Representado por José Roberto Faria Lima, esse partido argumentava que o Brasil, “pelas suas dimensões, potencialidades, população e dinâmica de sua economia, é peça importante para fortalecer e demonstrar a superioridade da ideologia que movimenta o mundo ocidental”. Defendendo o trabalho, a livre iniciativa e a liberdade individual, emendava: “Nosso relacionamento e reconhecimento como aliado forte, não dos Estados Unidos, mas do mundo ocidental, depende de nós (...)”. E, ao que parece, já que esse tipo de crítica era muito recorrente em relação ao Itamarati, ironizava a condução da política externa brasileira: “Vamos acabar com os mitos, as crenças ilusórias e as sofisticações intelectuais. Entre nações não existem amizades, apenas interesses”. E arrematava: “A nova dicotomia é entre liberdade individual e totalitarismo. Infelizmente existem aqueles que são apenas contra os ditadores eventuais” (FSP, 04/06/1982).

Em nome do PMDB, Fernando Henrique Cardoso dizia que a orientação do seu partido se baseava no respeito à autonomia das nações, à soberania popular e à defesa dos interesses brasileiros, o que, segundo ele, se consubstanciaria na “prática de uma política externa independente”. Acrescentava que, por ser potência hegemônica no hemisfério, muitas vezes os interesses entre os dois países conflitavam, o que requeria “um conjunto de políticas de defesa dos interesses econômicos e da soberania nacional”. E “Mais ainda, obriga à solidariedade para com os povos, cujos interesses sejam porventura, atropelados pelo governo norte-americano”. Mas, feitas essas considerações, o parlamentar ressalvava que a política externa do PMDB deveria orientar-se “pela compreensão e amizade entre os povos e este critério não exclui o povo norte-americano. (...) O PMDB não estimula, portanto, sentimentos xenófobos (...) (idem)”.

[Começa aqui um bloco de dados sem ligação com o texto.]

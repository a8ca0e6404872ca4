use crossterm::event::{self, Event, KeyCode};
use crossterm::terminal::{
    disable_raw_mode, enable_raw_mode, EnterAlternateScreen, LeaveAlternateScreen,
};
use crossterm::ExecutableCommand;
use ratatui::backend::Backend;
use ratatui::{backend::CrosstermBackend, Terminal};
use std::io;
use std::time::Duration;

use quest_chronicles::character::Character;
use quest_chronicles::character_manager::CharacterManager;
use quest_chronicles::combat::{Battle, BattleOutcome, PlayerAction};
use quest_chronicles::core::GameSession;
use quest_chronicles::items::{has_item, use_item};
use quest_chronicles::quests::{accept_quest, available_quests, complete_quest};
use quest_chronicles::ui::character_creation::CharacterCreationScreen;
use quest_chronicles::ui::character_select::CharacterSelectScreen;
use quest_chronicles::ui::shop_scene::ShopScreen;
use quest_chronicles::ui::{combat_scene, game_screen};

enum Screen {
    CharacterSelect,
    CharacterCreation,
    Game,
}

fn main() -> io::Result<()> {
    let character_manager = CharacterManager::new()?;

    // Start in creation if there is nothing to select yet.
    let characters = character_manager.list_characters()?;
    let mut current_screen = if characters.is_empty() {
        Screen::CharacterCreation
    } else {
        Screen::CharacterSelect
    };

    let mut creation_screen = CharacterCreationScreen::new();
    let mut select_screen = CharacterSelectScreen::new();
    let mut session: Option<GameSession> = None;

    // Setup terminal
    enable_raw_mode()?;
    let mut stdout = io::stdout();
    stdout.execute(EnterAlternateScreen)?;
    let backend = CrosstermBackend::new(stdout);
    let mut terminal = Terminal::new(backend)?;

    // Main loop
    loop {
        match current_screen {
            Screen::CharacterCreation => {
                terminal.draw(|f| {
                    let area = f.size();
                    creation_screen.draw(f, area);
                })?;

                if event::poll(Duration::from_millis(50))? {
                    if let Event::Key(key_event) = event::read()? {
                        match key_event.code {
                            KeyCode::Char(c) => {
                                creation_screen.handle_char_input(c);
                            }
                            KeyCode::Backspace => {
                                creation_screen.handle_backspace();
                            }
                            KeyCode::Left => {
                                creation_screen.prev_class();
                            }
                            KeyCode::Right => {
                                creation_screen.next_class();
                            }
                            KeyCode::Enter => {
                                if creation_screen.is_valid() {
                                    let character = Character::new(
                                        creation_screen.get_name(),
                                        creation_screen.selected_class(),
                                    );
                                    if let Err(e) = character_manager.save_character(&character) {
                                        creation_screen.validation_error =
                                            Some(format!("Save failed: {}", e));
                                    } else {
                                        creation_screen = CharacterCreationScreen::new();
                                        select_screen = CharacterSelectScreen::new();
                                        current_screen = Screen::CharacterSelect;
                                    }
                                }
                            }
                            KeyCode::Esc => {
                                // Cancel - go to select if characters exist, else quit
                                let chars = character_manager.list_characters()?;
                                if chars.is_empty() {
                                    break;
                                }
                                creation_screen = CharacterCreationScreen::new();
                                current_screen = Screen::CharacterSelect;
                            }
                            _ => {}
                        }
                    }
                }
            }
            Screen::CharacterSelect => {
                let characters = character_manager.list_characters()?;

                terminal.draw(|f| {
                    let area = f.size();
                    select_screen.draw(f, area, &characters);
                })?;

                if event::poll(Duration::from_millis(50))? {
                    if let Event::Key(key_event) = event::read()? {
                        match key_event.code {
                            KeyCode::Up => {
                                select_screen.move_up(&characters);
                            }
                            KeyCode::Down => {
                                select_screen.move_down(&characters);
                            }
                            KeyCode::Enter => {
                                if let Some(info) = select_screen.get_selected_character(&characters)
                                {
                                    if !info.is_corrupted {
                                        let character =
                                            character_manager.load_character(&info.filename)?;
                                        let mut new_session = GameSession::new(character);
                                        new_session.add_message(format!(
                                            "Welcome back, {}!",
                                            new_session.character.name
                                        ));
                                        session = Some(new_session);
                                        current_screen = Screen::Game;
                                    }
                                }
                            }
                            KeyCode::Char('n') | KeyCode::Char('N') => {
                                creation_screen = CharacterCreationScreen::new();
                                current_screen = Screen::CharacterCreation;
                            }
                            KeyCode::Char('d') | KeyCode::Char('D') => {
                                if let Some(info) = select_screen.get_selected_character(&characters)
                                {
                                    character_manager.delete_character(&info.filename)?;
                                    select_screen = CharacterSelectScreen::new();
                                }
                            }
                            KeyCode::Esc => {
                                break;
                            }
                            _ => {}
                        }
                    }
                }
            }
            Screen::Game => {
                let mut leave = false;

                if let Some(sess) = session.as_mut() {
                    terminal.draw(|f| {
                        let area = f.size();
                        game_screen::draw_game_screen(f, area, sess);
                    })?;

                    if event::poll(Duration::from_millis(100))? {
                        if let Event::Key(key_event) = event::read()? {
                            match key_event.code {
                                KeyCode::Char('b') | KeyCode::Char('B') => {
                                    if sess.character.is_dead() {
                                        sess.add_message(
                                            "You are dead. Revive first.".to_string(),
                                        );
                                    } else {
                                        run_battle(&mut terminal, sess)?;
                                    }
                                }
                                KeyCode::Char('g') | KeyCode::Char('G') => {
                                    run_shop(&mut terminal, sess)?;
                                }
                                KeyCode::Char('a') | KeyCode::Char('A') => {
                                    handle_accept_quest(sess);
                                }
                                KeyCode::Char('c') | KeyCode::Char('C') => {
                                    handle_complete_quest(sess);
                                }
                                KeyCode::Char('u') | KeyCode::Char('U') => {
                                    handle_use_potion(sess);
                                }
                                KeyCode::Char('r') | KeyCode::Char('R') => {
                                    handle_revival(sess);
                                }
                                KeyCode::Char('s') | KeyCode::Char('S') => {
                                    character_manager.save_character(&sess.character)?;
                                    sess.add_message("Game saved.".to_string());
                                }
                                KeyCode::Esc => {
                                    character_manager.save_character(&sess.character)?;
                                    leave = true;
                                }
                                _ => {}
                            }
                        }
                    }
                } else {
                    leave = true;
                }

                if leave {
                    session = None;
                    select_screen = CharacterSelectScreen::new();
                    current_screen = Screen::CharacterSelect;
                }
            }
        }
    }

    // Cleanup
    disable_raw_mode()?;
    terminal.backend_mut().execute(LeaveAlternateScreen)?;

    Ok(())
}

/// Runs one battle to completion as a blocking inner loop. The battle
/// borrows the session's character, so victory rewards and damage are
/// already applied when this returns.
fn run_battle<B: Backend>(
    terminal: &mut Terminal<B>,
    session: &mut GameSession,
) -> io::Result<()> {
    let mut enemy = session.encounter_enemy();
    let enemy_name = enemy.name();
    let mut log = vec![format!("A wild {} appears!", enemy_name)];
    let mut rng = rand::thread_rng();

    let mut battle = match Battle::new(&mut session.character, &mut enemy) {
        Ok(battle) => battle,
        Err(_) => return Ok(()),
    };

    loop {
        terminal.draw(|f| {
            let area = f.size();
            combat_scene::draw_combat_scene(f, area, &battle, &log);
        })?;

        if !event::poll(Duration::from_millis(100))? {
            continue;
        }
        let key_event = match event::read()? {
            Event::Key(key_event) => key_event,
            _ => continue,
        };

        if !battle.is_active() {
            // Any key closes the result screen.
            break;
        }

        let action = match key_event.code {
            KeyCode::Char('1') => Some(PlayerAction::Attack),
            KeyCode::Char('2') => Some(PlayerAction::Special),
            KeyCode::Char('3') => Some(PlayerAction::Flee),
            _ => None,
        };

        if let Some(action) = action {
            if let Ok(events) = battle.run_round(action, &mut rng) {
                for event in &events {
                    log.push(combat_scene::event_line(event, enemy_name));
                }
            }
        }
    }

    let result = battle.result();

    if let Some(result) = result {
        match result.outcome {
            BattleOutcome::Victory => {
                session.add_message(format!(
                    "Defeated the {}! +{} XP, +{} gold.",
                    enemy_name, result.xp_gained, result.gold_gained
                ));
            }
            BattleOutcome::Defeat => {
                session.add_message(format!("The {} has slain you.", enemy_name));
                session.add_message("Press [R] to revive for 20 gold.".to_string());
            }
            BattleOutcome::Escaped => {
                session.add_message(format!("You fled from the {}.", enemy_name));
            }
        }
    }

    Ok(())
}

/// Runs the shop as a blocking inner loop. Purchases, sales, and gear
/// swaps apply to the session's character immediately; the outcome of
/// each transaction lands in the message log.
fn run_shop<B: Backend>(terminal: &mut Terminal<B>, session: &mut GameSession) -> io::Result<()> {
    let mut shop = ShopScreen::new();

    loop {
        terminal.draw(|f| {
            let area = f.size();
            shop.draw(f, area, session);
        })?;

        if !event::poll(Duration::from_millis(100))? {
            continue;
        }
        let key_event = match event::read()? {
            Event::Key(key_event) => key_event,
            _ => continue,
        };

        match key_event.code {
            KeyCode::Up => shop.move_up(),
            KeyCode::Down => shop.move_down(session.items.len()),
            KeyCode::Enter => {
                let message = shop.buy_selected(session);
                session.add_message(message);
            }
            KeyCode::Char('e') | KeyCode::Char('E') => {
                let message = shop.equip_selected(session);
                session.add_message(message);
            }
            KeyCode::Char('x') | KeyCode::Char('X') => {
                let message = shop.sell_selected(session);
                session.add_message(message);
            }
            KeyCode::Esc => break,
            _ => {}
        }
    }

    Ok(())
}

fn handle_accept_quest(session: &mut GameSession) {
    let next: Option<(String, &str)> = available_quests(&session.character, &session.quests)
        .first()
        .map(|q| (q.id.to_string(), q.title));

    match next {
        Some((id, title)) => match accept_quest(&mut session.character, &id, &session.quests) {
            Ok(()) => session.add_message(format!("Quest accepted: {}", title)),
            Err(e) => session.add_message(format!("Cannot accept quest: {}", e)),
        },
        None => session.add_message("No quests available right now.".to_string()),
    }
}

fn handle_complete_quest(session: &mut GameSession) {
    let first_active = session.character.active_quests.first().cloned();

    match first_active {
        Some(id) => match complete_quest(&mut session.character, &id, &session.quests) {
            Ok(rewards) => session.add_message(format!(
                "Quest complete! +{} XP, +{} gold.",
                rewards.xp, rewards.gold
            )),
            Err(e) => session.add_message(format!("Cannot complete quest: {}", e)),
        },
        None => session.add_message("No active quest to complete.".to_string()),
    }
}

fn handle_use_potion(session: &mut GameSession) {
    let potion_id = if has_item(&session.character, "potion") {
        "potion"
    } else if has_item(&session.character, "greater_potion") {
        "greater_potion"
    } else {
        session.add_message("No potions in your inventory.".to_string());
        return;
    };

    match use_item(&mut session.character, potion_id, &session.items) {
        Ok(item) => session.add_message(format!("Used {}.", item.name)),
        Err(e) => session.add_message(format!("Cannot use item: {}", e)),
    }
}

fn handle_revival(session: &mut GameSession) {
    match session.paid_revival() {
        Ok(true) => session.add_message("You awaken at half health, 20 gold poorer.".to_string()),
        Ok(false) => session.add_message("You are not dead.".to_string()),
        Err(e) => session.add_message(format!("Cannot revive: {}", e)),
    }
}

Luiz Eduardo Greenhalg, falando pelo PT, defendia “profundas alterações” em relação à linha “que vem pautando, historicamente, as relações Brasil – EUA. Tais modificações vão no rumo da afirmação da completa independência política-social-econômica entre os dois países”. Afirmava que podíamos e deveríamos manter relações de cooperação recíproca, mas que “não deveriam ser toleradas” pressões, como as que teriam ocorrido à época do acordo nuclear com a Alemanha e da crise das Malvinas, e defendia a criação “de uma Organização dos Estados Latino-Americanos (OELA), que se diferencia da já superada estrutura da OEA”. Ao que parece, o representante petista não levou na devida conta que a política exterior dos militares, à exceção de Castello Branco, se pautou consideravelmente pela busca de independência. O apoio norte-americano ao golpe militar de 1964 e a Doutrina de Segurança

Nacional, que orientou ideologicamente o regime militar, com ênfase na luta anticomunista, às vezes gerava a conclusão apressada de que os militares se perfilavam ao lado dos Estados Unidos (idem).

O PDT, nas palavras de Therezinha Zerbini, apresentou discurso mais radical que o do PT. Senão, vejamos:

O nosso programa (...) é bem claro quanto ao assunto quando afirma sermos contra o colonialismo e contra o imperialismo que, em nosso mundo moderno, se corporifica em um capitalismo que transcende as fronteiras dos Estados nacionais, apresentando-se como multinacionais que exploram e sugam todo Terceiro Mundo. Sendo os Estados Unidos o pólo dinâmico do capitalismo mundial, é sem dúvida a nação que detém o controle de todo o sistema econômico do mundo ocidental (idem).

E após apontar o caso das Malvinas como revelador da “existência de um colonialismo ostensivo” pregava a união do Terceiro Mundo e “dos povos latino-americanos” na conquista de um “futuro promissor” e afirmava: “Interdependência entre as nações, sim; dependência, nunca”.

Como se percebe, a polarização verificada na imprensa entre as duas correntes, manifestava-se, da mesma forma, na posição dos partidos políticos.